Data excerpts

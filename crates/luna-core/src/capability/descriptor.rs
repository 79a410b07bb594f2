//! Capability descriptors: immutable, declarative behavior bundles.

use super::behavior::{Behavior, Interface};
use crate::types::Layer;

/// A named bundle of behaviors, one list per layer, plus what it requires
/// from the other capabilities declared alongside it.
#[derive(Debug, Clone, Copy, PartialEq, Eq)]
pub struct CapabilityDescriptor {
    pub name: &'static str,
    pub entity: &'static [Behavior],
    pub registry: &'static [Behavior],
    pub service: &'static [Behavior],
    pub command: &'static [Behavior],
    /// Capabilities that must be declared alongside this one.
    pub capability_dependencies: &'static [&'static str],
    /// Behaviors some other declared capability must contribute.
    pub behavior_dependencies: &'static [Behavior],
    /// Interfaces some declared behavior must satisfy.
    pub interface_dependencies: &'static [Interface],
}

impl CapabilityDescriptor {
    /// Descriptor with no behaviors and no dependencies; the base for
    /// struct-update syntax in static declarations.
    pub const EMPTY: CapabilityDescriptor = CapabilityDescriptor {
        name: "",
        entity: &[],
        registry: &[],
        service: &[],
        command: &[],
        capability_dependencies: &[],
        behavior_dependencies: &[],
        interface_dependencies: &[],
    };

    /// Behaviors this capability contributes to `layer`.
    pub fn behaviors(&self, layer: Layer) -> &'static [Behavior] {
        match layer {
            Layer::Entity => self.entity,
            Layer::Registry => self.registry,
            Layer::Service => self.service,
            Layer::Command => self.command,
        }
    }

    /// Every behavior across all layers, in layer order.
    pub fn all_behaviors(&self) -> impl Iterator<Item = Behavior> + '_ {
        Layer::ALL
            .into_iter()
            .flat_map(move |layer| self.behaviors(layer).iter().copied())
    }

    /// Every interface satisfied by any of this capability's behaviors.
    pub fn interfaces(&self) -> impl Iterator<Item = Interface> + '_ {
        self.all_behaviors()
            .flat_map(|behavior| behavior.interfaces().iter().copied())
    }
}

impl std::fmt::Display for CapabilityDescriptor {
    fn fmt(&self, f: &mut std::fmt::Formatter<'_>) -> std::fmt::Result {
        write!(f, "{}", self.name)
    }
}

= What to produce =
Each record above is to be returned verbatim.

= Solution to the problem =
filename crates/luna-core/src/capability/descriptor.rs
repository 79a410b07bb594f2
//! Capability descriptors: immutable, declarative behavior bundles.

use super::behavior::{Behavior, Interface};
use crate::types::Layer;

/// A named bundle of behaviors, one list per layer, plus what it requires
/// from the other capabilities declared alongside it.
#[derive(Debug, Clone, Copy, PartialEq, Eq)]
pub struct CapabilityDescriptor {
    pub name: &'static str,
    pub entity: &'static [Behavior],
    pub registry: &'static [Behavior],
    pub service: &'static [Behavior],
    pub command: &'static [Behavior],
    /// Capabilities that must be declared alongside this one.
    pub capability_dependencies: &'static [&'static str],
    /// Behaviors some other declared capability must contribute.
    pub behavior_dependencies: &'static [Behavior],
    /// Interfaces some declared behavior must satisfy.
    pub interface_dependencies: &'static [Interface],
}

impl CapabilityDescriptor {
    /// Descriptor with no behaviors and no dependencies; the base for
    /// struct-update syntax in static declarations.
    pub const EMPTY: CapabilityDescriptor = CapabilityDescriptor {
        name: "",
        entity: &[],
        registry: &[],
        service: &[],
        command: &[],
        capability_dependencies: &[],
        behavior_dependencies: &[],
        interface_dependencies: &[],
    };

    /// Behaviors this capability contributes to `layer`.
    pub fn behaviors(&self, layer: Layer) -> &'static [Behavior] {
        match layer {
            Layer::Entity => self.entity,
            Layer::Registry => self.registry,
            Layer::Service => self.service,
            Layer::Command => self.command,
        }
    }

    /// Every behavior across all layers, in layer order.
    pub fn all_behaviors(&self) -> impl Iterator<Item = Behavior> + '_ {
        Layer::ALL
            .into_iter()
            .flat_map(move |layer| self.behaviors(layer).iter().copied())
    }

    /// Every interface satisfied by any of this capability's behaviors.
    pub fn interfaces(&self) -> impl Iterator<Item = Interface> + '_ {
        self.all_behaviors()
            .flat_map(|behavior| behavior.interfaces().iter().copied())
    }
}

impl std::fmt::Display for CapabilityDescriptor {
    fn fmt(&self, f: &mut std::fmt::Formatter<'_>) -> std::fmt::Result {
        write!(f, "{}", self.name)
    }
}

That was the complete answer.